The world economic forum has also provided an arena for finding ways to help the world's poorest countries. Microsoft Co-Founder and Chairman Bill Gates and British Finance Minister Gordon Brown called for a global fundraising effort to fight tuberculosis. Tuberculosis kills 2 million people a year mostly in developing nations. Africa is hit particularly hard by the disease because co-infection with TB and HIV/AIDS is often deadly.

"We need 56 billion dollars in ten years to eradicate tuberculosis in Africa and save 14 million people who could die," said Gates.

In Davos, discussions also arose regarding ethical questions that we face as a consequence of new technologies. Scientists attending the meeting called attention to the future of human enhancement, and its potential to increase the already-sizeable disparity between industrialized nations and the developing world. With rapid advances underway in medicine, they said, the world will very soon be forced to confront the ethical implications of mapping the genome.
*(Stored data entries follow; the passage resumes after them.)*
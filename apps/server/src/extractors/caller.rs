use axum::extract::FromRequestParts;
use axum::http::request::Parts;
use axum::http::StatusCode;
use axum::response::{IntoResponse, Response};
use axum::Json;
use taskvault_shared::constants::USER_ID_HEADER;
use taskvault_shared::ids::UserId;

use crate::state::AppState;

/// The acting user, taken from the `x-user-id` header. Authentication is
/// an upstream concern; this only identifies whose keys are addressed.
#[derive(Debug, Clone, Copy)]
pub struct Caller(pub UserId);

#[derive(Debug)]
pub struct CallerRejection;

impl IntoResponse for CallerRejection {
    fn into_response(self) -> Response {
        (
            StatusCode::UNAUTHORIZED,
            Json(serde_json::json!({ "error": "unauthorized" })),
        )
            .into_response()
    }
}

impl FromRequestParts<AppState> for Caller {
    type Rejection = CallerRejection;

    async fn from_request_parts(
        parts: &mut Parts,
        _state: &AppState,
    ) -> Result<Self, Self::Rejection> {
        let header = parts
            .headers
            .get(USER_ID_HEADER)
            .and_then(|v| v.to_str().ok())
            .ok_or_else(|| {
                tracing::debug!("caller: missing or non-ASCII user id header");
                CallerRejection
            })?;

        let user_id: UserId = header.parse().map_err(|_| {
            tracing::debug!("caller: user id header is not a uuid");
            CallerRejection
        })?;

        Ok(Caller(user_id))
    }
}
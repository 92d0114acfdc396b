use axum::extract::{Path, State};
use axum::http::StatusCode;
use axum::Json;
use taskvault_shared::api::message::{
    ConversationListResponse, CreateConversationResponse, Message, SendMessageRequest,
    UpdateContentRequest,
};
use taskvault_shared::constants::MAX_MESSAGE_SIZE_BYTES;
use taskvault_shared::error::TaskVaultError;
use taskvault_shared::ids::{ConversationId, MessageId, WorkspaceId};

use crate::error::ServerError;
use crate::extractors::Caller;
use crate::state::AppState;

fn validate_content(content: &str) -> Result<(), ServerError> {
    if content.is_empty() {
        return Err(ServerError(TaskVaultError::Validation(
            "content must not be empty".into(),
        )));
    }
    if content.len() > MAX_MESSAGE_SIZE_BYTES {
        return Err(ServerError(TaskVaultError::Validation(format!(
            "content exceeds {MAX_MESSAGE_SIZE_BYTES} bytes"
        ))));
    }
    Ok(())
}

/// POST /api/workspaces/:workspace_id/conversations
pub async fn create_conversation(
    State(state): State<AppState>,
    _caller: Caller,
    Path(workspace_id): Path<WorkspaceId>,
) -> (StatusCode, Json<CreateConversationResponse>) {
    let id = state.store.create_conversation(workspace_id);
    tracing::debug!(workspace_id = %workspace_id, conversation_id = %id, "conversation created");
    (StatusCode::CREATED, Json(CreateConversationResponse { id }))
}

/// GET /api/workspaces/:workspace_id/conversations
pub async fn list_conversations(
    State(state): State<AppState>,
    _caller: Caller,
    Path(workspace_id): Path<WorkspaceId>,
) -> Json<ConversationListResponse> {
    Json(ConversationListResponse {
        conversations: state.store.list_conversations(workspace_id),
    })
}

/// GET /api/conversations/:conversation_id/messages
/// Every message in posting order. Content is returned as stored.
pub async fn list_messages(
    State(state): State<AppState>,
    _caller: Caller,
    Path(conversation_id): Path<ConversationId>,
) -> Result<Json<Vec<Message>>, ServerError> {
    Ok(Json(state.store.list_messages(conversation_id)?))
}

/// POST /api/conversations/:conversation_id/messages
pub async fn send_message(
    State(state): State<AppState>,
    Caller(user_id): Caller,
    Path(conversation_id): Path<ConversationId>,
    Json(body): Json<SendMessageRequest>,
) -> Result<(StatusCode, Json<Message>), ServerError> {
    validate_content(&body.content)?;
    let message = state
        .store
        .add_message(conversation_id, user_id, body.content)?;
    Ok((StatusCode::CREATED, Json(message)))
}

/// PUT /api/messages/:message_id/content
/// Used by key rotation to write re-encrypted content back.
pub async fn update_content(
    State(state): State<AppState>,
    _caller: Caller,
    Path(message_id): Path<MessageId>,
    Json(body): Json<UpdateContentRequest>,
) -> Result<StatusCode, ServerError> {
    validate_content(&body.content)?;
    state.store.update_content(message_id, body.content)?;
    Ok(StatusCode::NO_CONTENT)
}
"One of the big worries is over genetic discrimination," said Francis Collins, director of the National Human Genome Research Institute, speaking with AP reporters.

"The question is if we do collect a lot of genetic material from people," Collins asked, "are you going to see those people then injured when their health provider or employer uses that information to take away opportunities."
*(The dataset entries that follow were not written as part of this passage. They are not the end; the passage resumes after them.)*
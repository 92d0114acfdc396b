/// Shared error type used across the key service and its clients.
#[derive(Debug, thiserror::Error)]
pub enum TaskVaultError {
    #[error("not found")]
    NotFound,

    #[error("unauthorized")]
    Unauthorized,

    #[error("conflict: {0}")]
    Conflict(String),

    #[error("validation error: {0}")]
    Validation(String),

    #[error("internal error: {0}")]
    Internal(String),

    #[error("crypto error: {0}")]
    Crypto(String),

    #[error("service unavailable: {0}")]
    ServiceUnavailable(String),
}
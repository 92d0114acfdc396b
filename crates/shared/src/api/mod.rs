pub mod keys;
pub mod message;
pub mod realtime;
/// Current hybrid packet protocol version, carried in the `v` field.
pub const PACKET_PROTOCOL_VERSION: &str = "1";
/// Minimum RSA modulus size accepted for workspace key pairs.
pub const MIN_RSA_KEY_BITS: usize = 2048;
/// Maximum size for a single message body in bytes, before encryption.
pub const MAX_MESSAGE_SIZE_BYTES: usize = 64 * 1024;
/// Header carrying the caller's user id on key service requests.
pub const USER_ID_HEADER: &str = "x-user-id";
use std::sync::Arc;

use crate::config::ServerConfig;
use crate::store::MemoryStore;

/// Shared application state passed to all handlers via Axum's State extractor.
#[derive(Clone)]
pub struct AppState {
    pub store: Arc<MemoryStore>,
    pub config: Arc<ServerConfig>,
}

impl AppState {
    pub fn new(config: ServerConfig) -> Self {
        Self {
            store: Arc::new(MemoryStore::new(config.key_rotation_days)),
            config: Arc::new(config),
        }
    }
}

#[cfg(test)]
mod tests {
    use super::*;

    #[test]
    fn test_clones_share_one_store() {
        let state = AppState::new(ServerConfig::default());
        let clone = state.clone();
        assert!(Arc::ptr_eq(&state.store, &clone.store));
    }
}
Google was criticized harshly by some attendees for its recent decision to comply with demands by the Chinese government that it filter websites the regime finds objectionable. Yahoo! and Microsoft's MSN interface have already submitted to the government's censorship regulations, blocking search results for politically sensitive terms such as "democracy" and "Tiananmen Square".

"Agreements between global corporations and the Chinese authorities have entrenched Internet censorship as the norm in China," Amnesty International's secretary general, Irene Khan, told the AP.

Google co-founder Sergey Brin, who was also attending the Davos meeting, told Reuters that while he was unhappy about the decision, China had already been censoring the site's search results.

Other major topics on the agenda this year include climate change, the rising price of energy and poverty in sub-Saharan Africa.